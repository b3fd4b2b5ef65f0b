//! Feedback Parser Integration Tests
//!
//! Exercises the parser through the public API with payloads shaped
//! like real grading service responses.

use rubricxpert_desktop::{FeedbackParser, ParsedFeedback};
use serde_json::{json, Value};

fn parser() -> FeedbackParser {
    FeedbackParser::new(4.0)
}

#[test]
fn test_analyze_success_scenario() {
    // Server response for essay.pdf + rubric.pdf:
    // {success: true, feedback: {results: [{criterion, score, feedback}]}}
    let feedback = json!({
        "results": [
            {"criterion": "Content", "score": 3, "feedback": "Good"}
        ]
    });

    let parsed = parser().parse(&feedback);
    assert_eq!(parsed.overall_score, 75);
    assert_eq!(parsed.criteria.len(), 1);
    assert_eq!(parsed.criteria[0].name, "Content");
    assert_eq!(parsed.criteria[0].score, 75.0);
    assert_eq!(parsed.criteria[0].feedback, "Good");
}

#[test]
fn test_structured_mean_over_valid_entries_only() {
    let feedback = json!({
        "results": [
            {"final_summary": {"criterion": "Content", "overall_score": 4, "summary_feedback": "a"}},
            {"final_summary": {"criterion": "Organization", "overall_score": 2, "summary_feedback": "b"}},
            {"final_summary": {"criterion": "Citations", "overall_score": null, "summary_feedback": "c"}}
        ]
    });

    let parsed = parser().parse(&feedback);
    // mean(4, 2) * 25 = 75; the null-scored entry stays in the list at 0
    assert_eq!(parsed.overall_score, 75);
    assert_eq!(parsed.criteria.len(), 3);
    assert_eq!(parsed.criteria[2].score, 0.0);
}

#[test]
fn test_tagged_section_response() {
    let text = "\
**Thesis:** 88/100
Feedback: Clear and specific.

**Evidence:** 70/100
Feedback: Add more sources.

OVERALL SCORE: $77$

GENERAL FEEDBACK: abc";

    let parsed = parser().parse(&Value::String(text.to_string()));
    assert_eq!(parsed.overall_score, 77);
    assert_eq!(parsed.general_feedback, "abc");
    assert_eq!(parsed.criteria.len(), 2);
    assert_eq!(parsed.criteria[0].feedback, "Clear and specific.");
}

#[test]
fn test_markdown_block_response() {
    let text = "\
**Overall Analysis**: 68/100
Feedback: Decent first draft.

**Structure**: 74/100
Feedback: Paragraph order works.

**Voice**: 55/100
Feedback: Inconsistent register.";

    let parsed = parser().parse(&Value::String(text.to_string()));
    // 3 blocks: the first is overall, the other 2 are criteria
    assert_eq!(parsed.overall_score, 68);
    assert_eq!(parsed.general_feedback, "Decent first draft.");
    assert_eq!(parsed.criteria.len(), 2);
    // Scores are already 0-100 in this shape and are not rescaled
    assert_eq!(parsed.criteria[0].score, 74.0);
    assert_eq!(parsed.criteria[1].score, 55.0);
}

#[test]
fn test_malformed_inputs_never_fail() {
    let inputs = vec![
        Value::Null,
        Value::Bool(true),
        json!(42),
        json!([1, 2, 3]),
        json!({"results": "not an array"}),
        Value::String(String::new()),
        Value::String("   \n  ".to_string()),
        Value::String("no recognizable structure here".to_string()),
    ];

    let p = parser();
    for input in inputs {
        let parsed = p.parse(&input);
        assert_eq!(parsed.overall_score, 0, "input: {}", input);
        assert!(parsed.criteria.is_empty(), "input: {}", input);
        assert!(!parsed.general_feedback.is_empty(), "input: {}", input);
    }
}

#[test]
fn test_parsing_is_pure() {
    let p = parser();
    let inputs = vec![
        json!({"results": [{"criterion": "A", "score": 2, "feedback": "x"}]}),
        Value::String("**Overall**: 40/100\nFeedback: hm".to_string()),
    ];
    for input in inputs {
        let first: ParsedFeedback = p.parse(&input);
        let second = p.parse(&input);
        assert_eq!(first, second);
    }
}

+++++

*Prompt*:
Show each line of the material that includes the word "Decent".

*Answer below*:
Feedback: Decent first draft.
    assert_eq!(parsed.general_feedback, "Decent first draft.");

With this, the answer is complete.